Cranford (BBC TV – 2007) – Lady Ludlow (Francesca Annis). A dress made from champagne silk and black cotton moiré taffeta. Dorcas (Julia Sawalha). Dorcas wore a two piece outfit in dark blue/green and a champagne and bleached linen taffeta blouse; a coffee striped silk ribbon trimmed hat which is petrol blue to match her jacket; dark blue and wine silk taffeta dress. Ruby Pratt (Victoria Hamilton) and Pearl Pratt (Matilda Ziegler). At a party in the Golden Lion they wore hats trimmed with black striped ribbons to match their bottle green and black dresses; Pearl also wore a pink and coffee ribbon at the neck of her brown and gold cloak; both wore pink wide satin striped champagne ribbons at the neck of their blouses which were burgundy with coffee coloured floral pattern. Margaret Ellison (Sandy McDade). Margaret wore a grey silk and linen dress while in her father’s office. Laura Timmins (Olivia Hallinan). Laura wore a steel-blue skirt as she walks through a field with her young man.
Becoming Jane (Film – 2007) – Jane Austen (Anne Hathaway). Jane wore a dress decorated at the waist with chocolate and blue silk ribbon.
Gaslight (Theatre The Old Vic – 2007). Bella Manningham (Rosamund Pike). A gown of steel-blue and lilac cotton moiré silk.
The Shadow in The North (BBC TV – 2007). Sally Lockhart (Billie Piper). Sally wore a jacket made from black silk/linen and a bonnet trimmed with black silk taffeta and satin striped ribbons.
Miss Potter (BBC Film – 2007). Mrs Potter (Barbara Flynn). Mrs Potter wore a gown of silk cotton moiré.

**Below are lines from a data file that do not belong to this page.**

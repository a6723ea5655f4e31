use ash::vk;

use crate::{error::Result, surface::Surface};

/// What a device can present to one particular surface.
#[derive(Debug, Clone, Default)]
pub struct SwapChainSupportDetails {
    pub capabilities: vk::SurfaceCapabilitiesKHR,
    pub formats: Vec<vk::SurfaceFormatKHR>,
    pub present_modes: Vec<vk::PresentModeKHR>,
}

impl SwapChainSupportDetails {
    pub fn query(surface: &Surface, physical_device: vk::PhysicalDevice) -> Result<Self> {
        let capabilities = unsafe {
            surface
                .functions
                .get_physical_device_surface_capabilities(physical_device, surface.handle)?
        };
        let formats = unsafe {
            surface
                .functions
                .get_physical_device_surface_formats(physical_device, surface.handle)?
        };
        let present_modes = unsafe {
            surface
                .functions
                .get_physical_device_surface_present_modes(physical_device, surface.handle)?
        };
        Ok(Self {
            capabilities,
            formats,
            present_modes,
        })
    }

    /// A swapchain can only be built with at least one format and one present mode.
    pub fn is_adequate(&self) -> bool {
        !self.formats.is_empty() && !self.present_modes.is_empty()
    }
}

#[cfg(test)]
mod tests {
    use super::*;

    #[test]
    fn adequacy_needs_formats_and_present_modes() {
        let format = vk::SurfaceFormatKHR {
            format: vk::Format::B8G8R8A8_SRGB,
            color_space: vk::ColorSpaceKHR::SRGB_NONLINEAR,
        };
        let mut details = SwapChainSupportDetails::default();
        assert!(!details.is_adequate());

        details.formats.push(format);
        assert!(!details.is_adequate());

        details.present_modes.push(vk::PresentModeKHR::FIFO);
        assert!(details.is_adequate());

        details.formats.clear();
        assert!(!details.is_adequate());
    }
}
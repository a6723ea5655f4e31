//! Settings consumed by context setup.
//!
//! Both name lists are turned into `CString`s once, when the context is built,
//! and stay fixed for the lifetime of that context.

use std::{ffi::CString, path::Path};

use serde::Deserialize;

use crate::error::Result;

pub const KHRONOS_VALIDATION_LAYER: &str = "VK_LAYER_KHRONOS_validation";
pub const SWAPCHAIN_EXTENSION: &str = "VK_KHR_swapchain";

#[derive(Debug, Clone, PartialEq, Eq, Deserialize)]
#[serde(default)]
pub struct WindowConfig {
    pub width: u32,
    pub height: u32,
    pub title: String,
    pub resizable: bool,
}

impl Default for WindowConfig {
    fn default() -> Self {
        Self {
            width: 800,
            height: 600,
            title: "Vulkan App".to_owned(),
            resizable: true,
        }
    }
}

impl WindowConfig {
    pub fn new(width: u32, height: u32, title: impl Into<String>) -> Self {
        Self {
            width,
            height,
            title: title.into(),
            ..Self::default()
        }
    }
}

#[derive(Debug, Clone, PartialEq, Eq, Deserialize)]
#[serde(default)]
pub struct ContextConfig {
    /// Reported to the driver in the application info. Falls back to the window title.
    pub application_name: Option<String>,
    /// Turns on the validation layers and the debug messenger.
    pub enable_validation: bool,
    pub validation_layers: Vec<String>,
    pub device_extensions: Vec<String>,
    pub window: WindowConfig,
}

impl Default for ContextConfig {
    fn default() -> Self {
        Self {
            application_name: None,
            enable_validation: cfg!(debug_assertions),
            validation_layers: vec![KHRONOS_VALIDATION_LAYER.to_owned()],
            device_extensions: vec![SWAPCHAIN_EXTENSION.to_owned()],
            window: WindowConfig::default(),
        }
    }
}

impl ContextConfig {
    pub fn from_toml_str(source: &str) -> Result<Self> {
        Ok(toml::from_str(source)?)
    }

    pub fn load(path: impl AsRef<Path>) -> Result<Self> {
        let source = std::fs::read_to_string(path)?;
        Self::from_toml_str(&source)
    }

    pub fn application_name(&self) -> &str {
        self.application_name.as_deref().unwrap_or(&self.window.title)
    }

    pub fn validation_layer_names(&self) -> Result<Vec<CString>> {
        to_c_strings(&self.validation_layers)
    }

    pub fn device_extension_names(&self) -> Result<Vec<CString>> {
        to_c_strings(&self.device_extensions)
    }
}

fn to_c_strings(names: &[String]) -> Result<Vec<CString>> {
    Ok(names
        .iter()
        .map(|name| CString::new(name.as_str()))
        .collect::<std::result::Result<_, _>>()?)
}

#[cfg(test)]
mod tests {
    use super::*;
    use crate::error::ContextError;

    #[test]
    fn defaults_request_swapchain_and_khronos_validation() {
        let config = ContextConfig::default();
        assert_eq!(config.device_extensions, vec!["VK_KHR_swapchain"]);
        assert_eq!(config.validation_layers, vec!["VK_LAYER_KHRONOS_validation"]);
        assert_eq!(config.enable_validation, cfg!(debug_assertions));
        assert_eq!(config.window.width, 800);
        assert_eq!(config.window.height, 600);
        assert_eq!(config.application_name(), "Vulkan App");
    }

    #[test]
    fn partial_toml_keeps_defaults() {
        let config = ContextConfig::from_toml_str(
            r#"
            enable_validation = false

            [window]
            width = 1920
            height = 1080
            title = "Window Title"
            "#,
        )
        .unwrap();
        assert!(!config.enable_validation);
        assert_eq!(config.window, WindowConfig::new(1920, 1080, "Window Title"));
        assert_eq!(config.device_extensions, vec!["VK_KHR_swapchain"]);
        assert_eq!(config.application_name(), "Window Title");
    }

    #[test]
    fn malformed_toml_is_a_config_error() {
        let err = ContextConfig::from_toml_str("window = 3").unwrap_err();
        assert!(matches!(err, ContextError::ConfigParse(_)));
    }

    #[test]
    fn interior_nul_in_extension_name_is_rejected() {
        let config = ContextConfig {
            device_extensions: vec!["VK_KHR\0swapchain".to_owned()],
            ..ContextConfig::default()
        };
        assert!(matches!(
            config.device_extension_names(),
            Err(ContextError::InvalidName(_))
        ));
    }
}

Fanny Hill (BBC TV – 2007). Mr H (Hugo Speer). Mr H wore a coat made from champagne silk and gold cotton moiré.
Tess of the D’Urbervilles (BBC TV – 2008). Tess (Gemma Aterton). Tess wore a straw boater trimmed with champagne satin striped woven ribbon.
Garrow’s Law (BBC TV – 2009). Lady Sarah Hill (Lyndsey Marshal). Lady Sarah wore a gown of silk fabric.
Other high-profile productions featuring silk fabrics woven at Whitchurch Mill include: The Piano (Film – 1993); The Madness of King George (Film – 1994) and The Ruby in the Smoke (BBC TV – 2006). In the Café there is a large display of production stills featuring some of the costumes mentioned above.